In his latest blog, Dr Sharman compares treatment improvements in HIV and prostate cancer with the current developments in CLL & NHL treatments and notes that sequential single agent therapy creates sequential mechanisms of resistance.
He observes that there have already been at least four cases of ibrutinib resistance and argues the case that a combined drug treatment will be necessary to avoid CLL/NHL developing resistance to new treatments.
Finally Dr Sharman joins others in musing that with the new small molecule drugs, based on the assumption that a lower tumour burden reduces the chance of resistance developing, perhaps we should reconsider when to treat CLL?
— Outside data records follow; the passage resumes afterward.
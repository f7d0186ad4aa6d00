// simulation_engine/mod.rs
pub mod intersections;
pub mod streets;
pub mod vehicles;
pub mod waiting_vehicles;
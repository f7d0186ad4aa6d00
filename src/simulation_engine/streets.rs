use std::sync::Arc;

use crate::simulation_engine::intersections::IntersectionId;

/// Represents a street (road connection between two intersections).
///
/// Streets are two-way: a vehicle may traverse them in either direction.
/// The topology is fixed before the simulation starts and never mutated
/// afterwards, so streets are shared as plain `Arc`s without locking.
#[derive(Debug, Clone)]
pub struct Street {
    pub id: u32,
    pub name: String,
    /// One end of the street.
    pub from: IntersectionId,
    /// The other end of the street.
    pub to: IntersectionId,
    /// Length of the street in meters.
    pub length_meters: f64,
}

impl Street {
    pub fn new(
        id: u32,
        name: &str,
        from: IntersectionId,
        to: IntersectionId,
        length_meters: f64,
    ) -> Arc<Self> {
        Arc::new(Self {
            id,
            name: name.to_string(),
            from,
            to,
            length_meters,
        })
    }

    /// Returns the endpoint on the far side of the street as seen from `here`.
    pub fn opposite_end(&self, here: IntersectionId) -> IntersectionId {
        if self.from == here {
            self.to
        } else {
            self.from
        }
    }

    /// Whether this street touches the given intersection.
    pub fn connects(&self, intersection: IntersectionId) -> bool {
        self.from == intersection || self.to == intersection
    }
}

/// Builds the street network for the demo grid: a ring of four
/// intersections plus both diagonals, so every intersection has three
/// outgoing options.
pub fn create_streets() -> Vec<Arc<Street>> {
    vec![
        Street::new(0, "North Street", IntersectionId(0), IntersectionId(1), 120.0),
        Street::new(1, "East Street", IntersectionId(1), IntersectionId(2), 90.0),
        Street::new(2, "South Street", IntersectionId(2), IntersectionId(3), 120.0),
        Street::new(3, "West Street", IntersectionId(3), IntersectionId(0), 90.0),
        Street::new(4, "First Diagonal", IntersectionId(0), IntersectionId(2), 150.0),
        Street::new(5, "Second Diagonal", IntersectionId(1), IntersectionId(3), 150.0),
    ]
}
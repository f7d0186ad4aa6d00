use criterion::{
    black_box, criterion_group, criterion_main, AxisScale, Criterion, PlotConfiguration,
};
use intersection_sim::control_system::traffic_light::{LightPhase, TrafficLight};
use std::time::Duration;

fn bench_phase_snapshot(c: &mut Criterion) {
    let light = TrafficLight::with_cycle_millis(3_600_000, 3_600_000);

    let mut group = c.benchmark_group("traffic_light");
    group.sample_size(100);
    group.measurement_time(Duration::from_secs(5));
    group.warm_up_time(Duration::from_secs(2));
    group.plot_config(PlotConfiguration::default().summary_scale(AxisScale::Linear));

    group.bench_function("current_phase", |b| {
        b.iter(|| {
            black_box(light.current_phase());
        });
    });

    group.bench_function("wait_for_green_fast_path", |b| {
        light.force_phase(LightPhase::Green);
        b.iter(|| {
            light.wait_for_green();
        });
    });

    group.finish();
}

criterion_group!(benches, bench_phase_snapshot);
criterion_main!(benches);
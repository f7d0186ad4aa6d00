// src/shared_data.rs

use serde::{Deserialize, Serialize};
use std::time::{SystemTime, UNIX_EPOCH};

use crate::simulation_engine::intersections::IntersectionId;

/// One completed crossing of an intersection by a vehicle.
#[derive(Debug, Clone, Serialize, Deserialize)]
pub struct CrossingRecord {
    pub vehicle_id: u64,
    pub intersection_id: IntersectionId,
    /// Time spent between requesting entry and being granted it.
    pub waited_ms: u64,
    pub timestamp: u64,
}

/// Aggregated view over all recorded crossings.
#[derive(Debug, Clone, Serialize, Deserialize)]
pub struct CrossingSummary {
    pub total_crossings: usize,
    pub average_wait_ms: f64,
    pub max_wait_ms: u64,
    pub timestamp: u64,
}

/// Seconds since the Unix epoch.
pub fn current_timestamp() -> u64 {
    SystemTime::now()
        .duration_since(UNIX_EPOCH)
        .expect("system clock is set before the unix epoch")
        .as_secs()
}
//! Structured logging setup using `tracing-subscriber` and `tracing-appender`.
//!
//! Two modes:
//! - **Production** ([`init_production`]): JSON file layer (daily rotation) + console layer
//! - **CLI** ([`init_cli`]): console-only for one-shot subcommands

use std::path::Path;

use anyhow::Context;
use tracing_appender::non_blocking::WorkerGuard;
use tracing_subscriber::layer::SubscriberExt;
use tracing_subscriber::util::SubscriberInitExt;
use tracing_subscriber::EnvFilter;

/// Base name of the rotated log files.
pub const LOG_FILE_NAME: &str = "courier.log";

/// Holds the non-blocking writer guard for file logging.
///
/// Dropping it flushes pending log entries and closes the file.
pub struct LoggingGuard {
    _guard: WorkerGuard,
}

impl std::fmt::Debug for LoggingGuard {
    fn fmt(&self, f: &mut std::fmt::Formatter<'_>) -> std::fmt::Result {
        f.debug_struct("LoggingGuard").finish_non_exhaustive()
    }
}

fn env_filter() -> EnvFilter {
    EnvFilter::try_from_default_env().unwrap_or_else(|_| EnvFilter::new("info"))
}

/// Initialise logging for the `start` subcommand.
///
/// Writes JSON logs to `{logs_dir}/courier.log.YYYY-MM-DD` and human-readable
/// output to stderr, both filtered by `RUST_LOG` (default: `info`).
///
/// # Errors
///
/// Returns an error if the logs directory cannot be created or a global
/// subscriber is already installed.
pub fn init_production(logs_dir: &Path) -> anyhow::Result<LoggingGuard> {
    std::fs::create_dir_all(logs_dir)
        .with_context(|| format!("failed to create logs directory {}", logs_dir.display()))?;

    let file_appender = tracing_appender::rolling::daily(logs_dir, LOG_FILE_NAME);
    let (non_blocking, guard) = tracing_appender::non_blocking(file_appender);

    let json_layer = tracing_subscriber::fmt::layer()
        .json()
        .with_writer(non_blocking);
    let console_layer = tracing_subscriber::fmt::layer().with_writer(std::io::stderr);

    tracing_subscriber::registry()
        .with(env_filter())
        .with(json_layer)
        .with(console_layer)
        .try_init()
        .context("failed to install tracing subscriber")?;

    Ok(LoggingGuard { _guard: guard })
}

/// Initialise stderr-only logging for one-shot subcommands.
///
/// A second call is a no-op.
pub fn init_cli() {
    let _ = tracing_subscriber::fmt()
        .with_env_filter(env_filter())
        .with_writer(std::io::stderr)
        .try_init();
}
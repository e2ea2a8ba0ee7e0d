//! Group bot webhooks (WeCom and Feishu).
//!
//! Both backends accept a POST with a fixed JSON template and answer `200`
//! with an error code in the body, so a 2xx is not enough to call a delivery
//! successful.

use async_trait::async_trait;
use serde::Deserialize;
use serde_json::{json, Value};
use tracing::debug;

use super::{read_success_body, render_text, sanitize_body, DeliveryError, SinkAdapter};
use crate::event::NormalizedEvent;

/// WeCom group bot "API frequency exceeded" code.
const WECOM_RATE_LIMITED: i64 = 45009;

/// Feishu custom bot "request frequency limited" code.
const FEISHU_RATE_LIMITED: i64 = 11232;

/// Which group bot dialect to speak.
#[derive(Debug, Clone, Copy, PartialEq, Eq)]
pub enum WebhookFlavor {
    /// WeCom group robot, markdown message.
    Wecom,
    /// Feishu custom bot, text message.
    Feishu,
}

impl WebhookFlavor {
    fn name(self) -> &'static str {
        match self {
            Self::Wecom => "wecom",
            Self::Feishu => "feishu",
        }
    }

    fn rate_limit_code(self) -> i64 {
        match self {
            Self::Wecom => WECOM_RATE_LIMITED,
            Self::Feishu => FEISHU_RATE_LIMITED,
        }
    }
}

/// Acknowledgement body returned by both group bots.
///
/// WeCom uses `errcode`/`errmsg`, Feishu `code`/`msg` (older Feishu
/// deployments answer `StatusCode`/`StatusMessage`).
#[doc(hidden)]
#[derive(Debug, Deserialize)]
pub struct WebhookAck {
    /// WeCom error code.
    pub errcode: Option<i64>,
    /// WeCom error message.
    pub errmsg: Option<String>,
    /// Feishu error code.
    pub code: Option<i64>,
    /// Feishu error message.
    pub msg: Option<String>,
    /// Legacy Feishu status code.
    #[serde(rename = "StatusCode")]
    pub status_code: Option<i64>,
}

impl WebhookAck {
    fn code(&self) -> Option<i64> {
        self.errcode.or(self.code).or(self.status_code)
    }

    fn message(&self) -> &str {
        self.errmsg
            .as_deref()
            .or(self.msg.as_deref())
            .unwrap_or_default()
    }
}

/// Stateless group bot sink.
#[derive(Debug, Clone)]
pub struct GroupWebhookAdapter {
    url: String,
    flavor: WebhookFlavor,
    client: reqwest::Client,
}

impl GroupWebhookAdapter {
    /// WeCom group robot posting markdown to `url`.
    pub fn wecom(client: reqwest::Client, url: String) -> Self {
        Self {
            url,
            flavor: WebhookFlavor::Wecom,
            client,
        }
    }

    /// Feishu custom bot posting text to `url`.
    pub fn feishu(client: reqwest::Client, url: String) -> Self {
        Self {
            url,
            flavor: WebhookFlavor::Feishu,
            client,
        }
    }

    /// The dialect this adapter speaks.
    pub fn flavor(&self) -> WebhookFlavor {
        self.flavor
    }
}

/// Build the request body for a group bot.
#[doc(hidden)]
pub fn build_body(flavor: WebhookFlavor, event: &NormalizedEvent) -> Value {
    let text = render_text(event, true);
    match flavor {
        WebhookFlavor::Wecom => json!({
            "msgtype": "markdown",
            "markdown": { "content": text },
        }),
        WebhookFlavor::Feishu => json!({
            "msg_type": "text",
            "content": { "text": text },
        }),
    }
}

/// Interpret a 2xx acknowledgement body.
///
/// # Errors
///
/// Returns [`DeliveryError::Permanent`] for unparsable bodies and backend
/// error codes, except the backend's rate-limit code which is transient.
#[doc(hidden)]
pub fn check_ack(flavor: WebhookFlavor, body: &str) -> Result<(), DeliveryError> {
    let ack: WebhookAck = serde_json::from_str(body).map_err(|e| {
        DeliveryError::Permanent(format!(
            "malformed {} response ({e}): {}",
            flavor.name(),
            sanitize_body(body)
        ))
    })?;

    match ack.code() {
        Some(0) | None => Ok(()),
        Some(code) if code == flavor.rate_limit_code() => Err(DeliveryError::Transient(
            format!("{} rate limited: {}", flavor.name(), ack.message()),
        )),
        Some(code) => Err(DeliveryError::Permanent(format!(
            "{} rejected message: code {code}: {}",
            flavor.name(),
            ack.message()
        ))),
    }
}

#[async_trait]
impl SinkAdapter for GroupWebhookAdapter {
    async fn send(&self, event: &NormalizedEvent) -> Result<(), DeliveryError> {
        let body = build_body(self.flavor, event);
        let response = self.client.post(&self.url).json(&body).send().await?;
        let text = read_success_body(response).await?;
        check_ack(self.flavor, &text)?;
        debug!(sink = self.flavor.name(), response = %sanitize_body(&text), "webhook accepted message");
        Ok(())
    }

    fn name(&self) -> &str {
        self.flavor.name()
    }
}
cll-nhl.com/2013/06/cure-fo...
I'm eagerly awaiting his mooted future topic on death by neglect (of CLL cells), where he'll cover how ibrutinib and idelalisib flush CLL cells out of the bone marrow and lymph nodes into the peripheral blood where they die from lack of microenvironment stimulation i.e. "from neglect". Wouldn't it be wonderful to be in the same league as those with CML and have access to a drug that can keep the symptoms of CLL at bay and give us back our quality of life, rather than having to stay in watch and wait?
As Dr Sharman says, right now "there is more reason for optimism than ever before", but we still need to work out an effective way to stop CLL from developing resistance if we are to find a cure AND we have to make it affordable.
While a long post, it is well worth reading.